*** SOURCE MATERIAL ***
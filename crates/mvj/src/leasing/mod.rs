//! Leases, their land, tenants, decisions and rents, plus invoicing and reports.

pub mod domain;
pub mod invoice;
pub mod land_area;
pub mod rent;
pub mod report;
pub mod repository;
pub mod router;
pub mod service;

#[cfg(test)]
pub(crate) mod testing;

pub use domain::{
    Contact, ContactId, Decision, DecisionId, Lease, LeaseId, LeaseIdentifier, Tenant, TenantId,
};
pub use repository::{LeasingRepository, PlanUnitAccess, PlanUnitContext};
pub use router::leasing_router;
pub use service::LeasingService;

use crate::http::ApiError;
use crate::store::{NestedError, RepositoryError};

use domain::{ConditionTypeId, DecisionMakerId};

#[derive(Debug, Clone, PartialEq, Eq, thiserror::Error)]
pub enum LeasingError {
    #[error("invalid lease identifier parts: {0}")]
    InvalidIdentifier(String),
    #[error("contact {0} does not exist")]
    UnknownContact(ContactId),
    #[error("decision maker {0} does not exist")]
    UnknownDecisionMaker(DecisionMakerId),
    #[error("condition type {0} does not exist")]
    UnknownConditionType(ConditionTypeId),
    #[error("decision {0} can not be moved to another lease")]
    DecisionMoved(DecisionId),
    #[error(transparent)]
    Nested(#[from] NestedError),
    #[error(transparent)]
    Repository(#[from] RepositoryError),
}

impl From<LeasingError> for ApiError {
    fn from(value: LeasingError) -> Self {
        match value {
            LeasingError::Repository(err) => err.into(),
            other => ApiError::BadRequest(other.to_string()),
        }
    }
}
//! Persistence seams shared by every domain module.
//!
//! Each domain module declares its own repository trait; the in-memory [`MemoryStore`]
//! implements all of them so services can be composed over a single backing store.

pub mod memory;
pub mod nested;

pub use memory::MemoryStore;
pub use nested::{create_nested, merge_nested, NestedError, NestedRecord};

/// Error enumeration for repository failures.
#[derive(Debug, Clone, PartialEq, Eq, thiserror::Error)]
pub enum RepositoryError {
    #[error("record already exists")]
    Conflict,
    #[error("{entity} {id} not found")]
    NotFound { entity: &'static str, id: u64 },
    #[error("{entity} {id} is still referenced by {referenced_by}")]
    Protected {
        entity: &'static str,
        id: u64,
        referenced_by: &'static str,
    },
    #[error("repository unavailable: {0}")]
    Unavailable(String),
}

impl RepositoryError {
    pub fn not_found(entity: &'static str, id: impl Into<u64>) -> Self {
        Self::NotFound {
            entity,
            id: id.into(),
        }
    }
}

/// Source of record identifiers, shared across every table of a store.
pub trait IdSource: Send + Sync {
    fn next_id(&self) -> u64;
}
use axum::http::StatusCode;
use axum::response::{IntoResponse, Response};
use axum::Json;
use serde_json::json;

use crate::store::{NestedError, RepositoryError};

/// Error returned by every REST handler.
#[derive(Debug, thiserror::Error)]
pub enum ApiError {
    #[error("{0}")]
    BadRequest(String),
    #[error("authentication credentials were not provided or are invalid")]
    Unauthenticated,
    #[error("{0}")]
    Forbidden(String),
    #[error("{0}")]
    NotFound(String),
    #[error("{0}")]
    Conflict(String),
    #[error("upstream service failed: {0}")]
    BadGateway(String),
    #[error("internal error: {0}")]
    Internal(String),
}

impl ApiError {
    pub fn status_code(&self) -> StatusCode {
        match self {
            ApiError::BadRequest(_) => StatusCode::BAD_REQUEST,
            ApiError::Unauthenticated => StatusCode::UNAUTHORIZED,
            ApiError::Forbidden(_) => StatusCode::FORBIDDEN,
            ApiError::NotFound(_) => StatusCode::NOT_FOUND,
            ApiError::Conflict(_) => StatusCode::CONFLICT,
            ApiError::BadGateway(_) => StatusCode::BAD_GATEWAY,
            ApiError::Internal(_) => StatusCode::INTERNAL_SERVER_ERROR,
        }
    }

    pub fn bad_request(message: impl ToString) -> Self {
        ApiError::BadRequest(message.to_string())
    }
}

impl IntoResponse for ApiError {
    fn into_response(self) -> Response {
        let status = self.status_code();
        let message = self.to_string();
        match &self {
            ApiError::Internal(_) | ApiError::BadGateway(_) => {
                tracing::error!(status = status.as_u16(), %message, "request failed");
            }
            _ => tracing::debug!(status = status.as_u16(), %message, "request rejected"),
        }

        (status, Json(json!({ "error": message }))).into_response()
    }
}

impl From<RepositoryError> for ApiError {
    fn from(value: RepositoryError) -> Self {
        match value {
            RepositoryError::NotFound { .. } => ApiError::NotFound(value.to_string()),
            RepositoryError::Conflict | RepositoryError::Protected { .. } => {
                ApiError::Conflict(value.to_string())
            }
            RepositoryError::Unavailable(_) => ApiError::Internal(value.to_string()),
        }
    }
}

impl From<NestedError> for ApiError {
    fn from(value: NestedError) -> Self {
        ApiError::BadRequest(value.to_string())
    }
}

impl From<serde_json::Error> for ApiError {
    fn from(value: serde_json::Error) -> Self {
        ApiError::BadRequest(value.to_string())
    }
}
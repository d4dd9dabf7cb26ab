//! Submitted answers and their attachment metadata.

use std::collections::HashSet;

use chrono::{DateTime, Utc};
use serde::{Deserialize, Serialize};
use serde_json::Value;

use crate::auth::UserId;

use super::domain::{FieldId, Form, FormId};
use super::FormError;

entity_id!(AnswerId);
entity_id!(AttachmentId);

#[derive(Debug, Clone, PartialEq, Serialize, Deserialize)]
pub struct Answer {
    pub id: AnswerId,
    pub form: FormId,
    pub user: UserId,
    pub created_at: DateTime<Utc>,
    pub opened_at: Option<DateTime<Utc>>,
    pub ready: bool,
    pub entry_sections: Vec<EntrySection>,
}

/// Entries given under one root section of the form.
#[derive(Debug, Clone, PartialEq, Serialize, Deserialize)]
pub struct EntrySection {
    pub identifier: String,
    #[serde(default)]
    pub metadata: Option<Value>,
    #[serde(default)]
    pub entries: Vec<Entry>,
}

#[derive(Debug, Clone, PartialEq, Eq, Serialize, Deserialize)]
pub struct Entry {
    pub field: FieldId,
    pub value: String,
    #[serde(default)]
    pub extra_value: Option<String>,
    #[serde(default)]
    pub path: String,
}

#[derive(Debug, Clone, Deserialize)]
pub struct AnswerDraft {
    pub form: FormId,
    #[serde(default)]
    pub ready: bool,
    #[serde(default)]
    pub opened_at: Option<DateTime<Utc>>,
    #[serde(default)]
    pub entry_sections: Vec<EntrySection>,
    /// Attachments uploaded by the same user to bind to the new answer.
    #[serde(default)]
    pub attachments: Vec<AttachmentId>,
}

/// Metadata of an uploaded file; the bytes themselves are not kept.
#[derive(Debug, Clone, PartialEq, Eq, Serialize, Deserialize)]
pub struct Attachment {
    pub id: AttachmentId,
    pub name: String,
    pub field: FieldId,
    pub answer: Option<AnswerId>,
    pub user: UserId,
    pub path: String,
    pub created_at: DateTime<Utc>,
}

#[derive(Debug, Clone, Deserialize)]
pub struct AttachmentDraft {
    pub name: String,
    pub field: FieldId,
}

impl Attachment {
    /// `plot_search_attachments/{field}/{username}/{name}`
    pub fn upload_path(field: FieldId, username: &str, name: &str) -> String {
        format!("plot_search_attachments/{field}/{username}/{name}")
    }
}

impl Form {
    /// Checks that every entry targets a field of this form and that each enabled
    /// required field received a non-blank value.
    pub fn validate_answer(&self, sections: &[EntrySection]) -> Result<(), FormError> {
        let fields = self.fields();
        let known: HashSet<FieldId> = fields.iter().map(|field| field.id).collect();

        let mut answered = HashSet::new();
        for entry in sections.iter().flat_map(|section| section.entries.iter()) {
            if !known.contains(&entry.field) {
                return Err(FormError::UnknownField(entry.field));
            }
            if !entry.value.trim().is_empty() {
                answered.insert(entry.field);
            }
        }

        match fields
            .iter()
            .find(|field| field.enabled && field.required && !answered.contains(&field.id))
        {
            Some(missing) => Err(FormError::MissingRequiredField(missing.identifier.clone())),
            None => Ok(()),
        }
    }
}

impl Answer {
    pub fn create(id: AnswerId, user: UserId, draft: AnswerDraft) -> Answer {
        Answer {
            id,
            form: draft.form,
            user,
            created_at: Utc::now(),
            opened_at: draft.opened_at,
            ready: draft.ready,
            entry_sections: draft.entry_sections,
        }
    }
}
*** End of SOURCE MATERIAL ***
### EXERCISE PROMPT
Find the word "answered" in the records and pull out each line that has it.

### EXERCISE OUTPUT
        let mut answered = HashSet::new();
                answered.insert(entry.field);
            .find(|field| field.enabled && field.required && !answered.contains(&field.id))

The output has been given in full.